== Segment start ==

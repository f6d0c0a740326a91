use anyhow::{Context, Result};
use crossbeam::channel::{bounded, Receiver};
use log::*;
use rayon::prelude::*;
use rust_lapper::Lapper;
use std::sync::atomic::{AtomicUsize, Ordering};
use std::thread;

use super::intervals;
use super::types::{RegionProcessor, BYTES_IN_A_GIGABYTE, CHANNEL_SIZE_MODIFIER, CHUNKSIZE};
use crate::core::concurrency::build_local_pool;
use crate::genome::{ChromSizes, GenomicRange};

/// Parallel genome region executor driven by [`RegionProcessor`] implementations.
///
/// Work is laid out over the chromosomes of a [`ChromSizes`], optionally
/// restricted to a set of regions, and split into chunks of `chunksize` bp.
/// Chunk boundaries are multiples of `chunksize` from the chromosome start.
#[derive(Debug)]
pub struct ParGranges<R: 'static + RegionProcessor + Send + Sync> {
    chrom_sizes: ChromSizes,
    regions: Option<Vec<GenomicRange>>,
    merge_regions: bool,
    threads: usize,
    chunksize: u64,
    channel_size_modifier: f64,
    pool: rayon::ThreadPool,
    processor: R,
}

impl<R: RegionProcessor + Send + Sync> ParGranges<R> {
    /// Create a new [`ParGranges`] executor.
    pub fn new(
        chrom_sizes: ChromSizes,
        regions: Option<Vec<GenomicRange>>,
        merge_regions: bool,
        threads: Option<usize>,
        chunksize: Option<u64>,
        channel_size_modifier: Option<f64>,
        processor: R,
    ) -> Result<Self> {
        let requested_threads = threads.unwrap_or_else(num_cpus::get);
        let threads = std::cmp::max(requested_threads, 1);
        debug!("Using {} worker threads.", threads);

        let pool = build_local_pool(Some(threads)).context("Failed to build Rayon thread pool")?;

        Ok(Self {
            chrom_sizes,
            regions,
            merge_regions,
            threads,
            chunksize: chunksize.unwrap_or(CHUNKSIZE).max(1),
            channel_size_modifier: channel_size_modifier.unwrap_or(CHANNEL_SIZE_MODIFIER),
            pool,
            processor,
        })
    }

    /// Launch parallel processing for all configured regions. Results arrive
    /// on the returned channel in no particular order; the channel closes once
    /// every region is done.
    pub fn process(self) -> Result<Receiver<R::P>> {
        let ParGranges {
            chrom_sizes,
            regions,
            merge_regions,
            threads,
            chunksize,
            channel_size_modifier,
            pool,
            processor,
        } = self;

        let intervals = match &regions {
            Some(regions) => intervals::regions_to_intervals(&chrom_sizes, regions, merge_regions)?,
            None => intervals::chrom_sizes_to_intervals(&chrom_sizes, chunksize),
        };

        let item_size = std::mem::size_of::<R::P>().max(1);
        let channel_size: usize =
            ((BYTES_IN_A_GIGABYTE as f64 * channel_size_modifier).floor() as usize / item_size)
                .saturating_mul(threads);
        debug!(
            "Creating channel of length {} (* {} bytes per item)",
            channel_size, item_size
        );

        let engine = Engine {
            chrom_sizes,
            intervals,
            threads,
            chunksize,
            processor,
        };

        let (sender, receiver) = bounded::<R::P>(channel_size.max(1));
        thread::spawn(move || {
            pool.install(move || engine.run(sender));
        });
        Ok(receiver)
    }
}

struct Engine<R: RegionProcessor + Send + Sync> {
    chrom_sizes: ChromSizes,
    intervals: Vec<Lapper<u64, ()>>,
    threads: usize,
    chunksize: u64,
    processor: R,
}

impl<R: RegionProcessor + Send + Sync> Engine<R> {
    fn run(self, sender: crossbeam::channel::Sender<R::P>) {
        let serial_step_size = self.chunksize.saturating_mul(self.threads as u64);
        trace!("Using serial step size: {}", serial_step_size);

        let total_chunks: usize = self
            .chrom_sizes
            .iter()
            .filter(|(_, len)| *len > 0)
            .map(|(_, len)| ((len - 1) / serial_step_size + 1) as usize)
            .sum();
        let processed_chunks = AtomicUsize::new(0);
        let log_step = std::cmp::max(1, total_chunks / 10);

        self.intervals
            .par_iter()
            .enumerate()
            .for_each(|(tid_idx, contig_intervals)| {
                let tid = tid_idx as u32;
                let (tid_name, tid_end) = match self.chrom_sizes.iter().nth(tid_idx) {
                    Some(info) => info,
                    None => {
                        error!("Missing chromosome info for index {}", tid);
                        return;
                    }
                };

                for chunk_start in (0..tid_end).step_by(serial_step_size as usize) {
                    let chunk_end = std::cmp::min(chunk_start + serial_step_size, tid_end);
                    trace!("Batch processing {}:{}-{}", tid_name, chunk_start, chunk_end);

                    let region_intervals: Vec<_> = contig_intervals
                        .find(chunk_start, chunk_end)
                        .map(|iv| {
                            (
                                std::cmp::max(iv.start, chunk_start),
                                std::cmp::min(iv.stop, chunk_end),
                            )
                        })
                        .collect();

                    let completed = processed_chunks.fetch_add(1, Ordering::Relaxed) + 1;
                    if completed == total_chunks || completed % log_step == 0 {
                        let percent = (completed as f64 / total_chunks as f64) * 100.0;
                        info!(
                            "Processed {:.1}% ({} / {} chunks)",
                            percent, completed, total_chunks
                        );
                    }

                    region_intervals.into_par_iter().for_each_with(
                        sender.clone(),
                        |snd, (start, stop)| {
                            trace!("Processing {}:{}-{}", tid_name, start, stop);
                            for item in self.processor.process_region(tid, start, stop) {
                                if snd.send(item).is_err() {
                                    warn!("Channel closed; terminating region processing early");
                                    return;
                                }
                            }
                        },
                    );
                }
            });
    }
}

== Segment end ==
== Segment start ==

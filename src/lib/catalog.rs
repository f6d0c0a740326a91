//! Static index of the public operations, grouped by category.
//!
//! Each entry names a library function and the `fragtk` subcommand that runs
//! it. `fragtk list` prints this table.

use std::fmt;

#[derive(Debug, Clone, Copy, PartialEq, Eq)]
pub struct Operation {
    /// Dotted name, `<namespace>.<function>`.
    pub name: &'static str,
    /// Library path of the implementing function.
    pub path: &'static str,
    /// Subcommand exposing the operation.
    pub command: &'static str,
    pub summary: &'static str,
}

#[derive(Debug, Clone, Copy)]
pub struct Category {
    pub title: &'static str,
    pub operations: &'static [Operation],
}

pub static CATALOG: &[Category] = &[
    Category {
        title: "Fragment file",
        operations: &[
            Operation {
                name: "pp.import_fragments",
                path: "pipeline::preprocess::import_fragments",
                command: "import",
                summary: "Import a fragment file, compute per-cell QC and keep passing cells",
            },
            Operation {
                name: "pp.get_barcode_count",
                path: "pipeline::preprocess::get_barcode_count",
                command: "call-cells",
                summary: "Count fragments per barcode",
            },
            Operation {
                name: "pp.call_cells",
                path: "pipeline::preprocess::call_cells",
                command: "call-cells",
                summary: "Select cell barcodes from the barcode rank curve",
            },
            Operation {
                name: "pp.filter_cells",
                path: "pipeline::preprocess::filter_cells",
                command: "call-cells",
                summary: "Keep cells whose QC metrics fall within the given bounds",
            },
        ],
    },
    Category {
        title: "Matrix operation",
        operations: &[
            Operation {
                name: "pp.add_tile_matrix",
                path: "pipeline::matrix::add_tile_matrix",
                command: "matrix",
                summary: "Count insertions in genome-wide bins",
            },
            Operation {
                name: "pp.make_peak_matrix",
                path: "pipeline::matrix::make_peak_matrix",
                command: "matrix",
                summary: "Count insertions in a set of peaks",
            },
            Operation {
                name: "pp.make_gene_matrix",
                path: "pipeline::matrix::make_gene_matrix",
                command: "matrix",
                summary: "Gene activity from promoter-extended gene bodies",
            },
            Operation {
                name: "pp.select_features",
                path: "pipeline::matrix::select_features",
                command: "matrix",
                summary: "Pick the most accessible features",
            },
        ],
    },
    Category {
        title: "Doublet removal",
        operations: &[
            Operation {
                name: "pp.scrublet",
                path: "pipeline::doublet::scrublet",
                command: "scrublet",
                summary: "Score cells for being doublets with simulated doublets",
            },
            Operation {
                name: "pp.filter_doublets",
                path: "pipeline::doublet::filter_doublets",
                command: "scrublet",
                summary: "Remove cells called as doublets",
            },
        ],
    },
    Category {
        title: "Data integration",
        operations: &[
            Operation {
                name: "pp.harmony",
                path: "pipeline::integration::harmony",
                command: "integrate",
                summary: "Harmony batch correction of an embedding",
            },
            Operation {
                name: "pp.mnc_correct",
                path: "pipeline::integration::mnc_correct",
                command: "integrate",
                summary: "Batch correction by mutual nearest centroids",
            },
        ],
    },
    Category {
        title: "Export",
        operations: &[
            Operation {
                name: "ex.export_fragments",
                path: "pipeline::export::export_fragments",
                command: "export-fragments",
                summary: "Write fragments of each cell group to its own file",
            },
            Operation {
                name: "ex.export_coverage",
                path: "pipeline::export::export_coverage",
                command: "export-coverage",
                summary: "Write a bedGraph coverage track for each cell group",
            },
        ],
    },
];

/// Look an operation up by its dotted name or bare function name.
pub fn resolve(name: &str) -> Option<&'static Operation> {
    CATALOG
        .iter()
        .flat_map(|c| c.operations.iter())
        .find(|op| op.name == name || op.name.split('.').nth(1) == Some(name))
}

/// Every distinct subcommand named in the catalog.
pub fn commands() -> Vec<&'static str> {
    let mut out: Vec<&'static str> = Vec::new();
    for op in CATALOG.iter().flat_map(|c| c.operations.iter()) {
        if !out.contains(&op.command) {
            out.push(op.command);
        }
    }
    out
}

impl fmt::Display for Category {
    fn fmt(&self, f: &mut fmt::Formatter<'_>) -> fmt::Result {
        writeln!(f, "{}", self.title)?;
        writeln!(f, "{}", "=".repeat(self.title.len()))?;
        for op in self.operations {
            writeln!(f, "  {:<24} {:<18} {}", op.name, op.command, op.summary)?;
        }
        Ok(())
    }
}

== Segment end ==

When you reach the line containing "impl<R: RegionProcessor + Send + Sync> Engine<R>" in the data above, start copying exactly, and stop after the line containing "let completed = processed_chunks.fetch_add(1, Ordering::Relaxed)".

* Exercise answer:
impl<R: RegionProcessor + Send + Sync> Engine<R> {
    fn run(self, sender: crossbeam::channel::Sender<R::P>) {
        let serial_step_size = self.chunksize.saturating_mul(self.threads as u64);
        trace!("Using serial step size: {}", serial_step_size);

        let total_chunks: usize = self
            .chrom_sizes
            .iter()
            .filter(|(_, len)| *len > 0)
            .map(|(_, len)| ((len - 1) / serial_step_size + 1) as usize)
            .sum();
        let processed_chunks = AtomicUsize::new(0);
        let log_step = std::cmp::max(1, total_chunks / 10);

        self.intervals
            .par_iter()
            .enumerate()
            .for_each(|(tid_idx, contig_intervals)| {
                let tid = tid_idx as u32;
                let (tid_name, tid_end) = match self.chrom_sizes.iter().nth(tid_idx) {
                    Some(info) => info,
                    None => {
                        error!("Missing chromosome info for index {}", tid);
                        return;
                    }
                };

                for chunk_start in (0..tid_end).step_by(serial_step_size as usize) {
                    let chunk_end = std::cmp::min(chunk_start + serial_step_size, tid_end);
                    trace!("Batch processing {}:{}-{}", tid_name, chunk_start, chunk_end);

                    let region_intervals: Vec<_> = contig_intervals
                        .find(chunk_start, chunk_end)
                        .map(|iv| {
                            (
                                std::cmp::max(iv.start, chunk_start),
                                std::cmp::min(iv.stop, chunk_end),
                            )
                        })
                        .collect();

                    let completed = processed_chunks.fetch_add(1, Ordering::Relaxed) + 1;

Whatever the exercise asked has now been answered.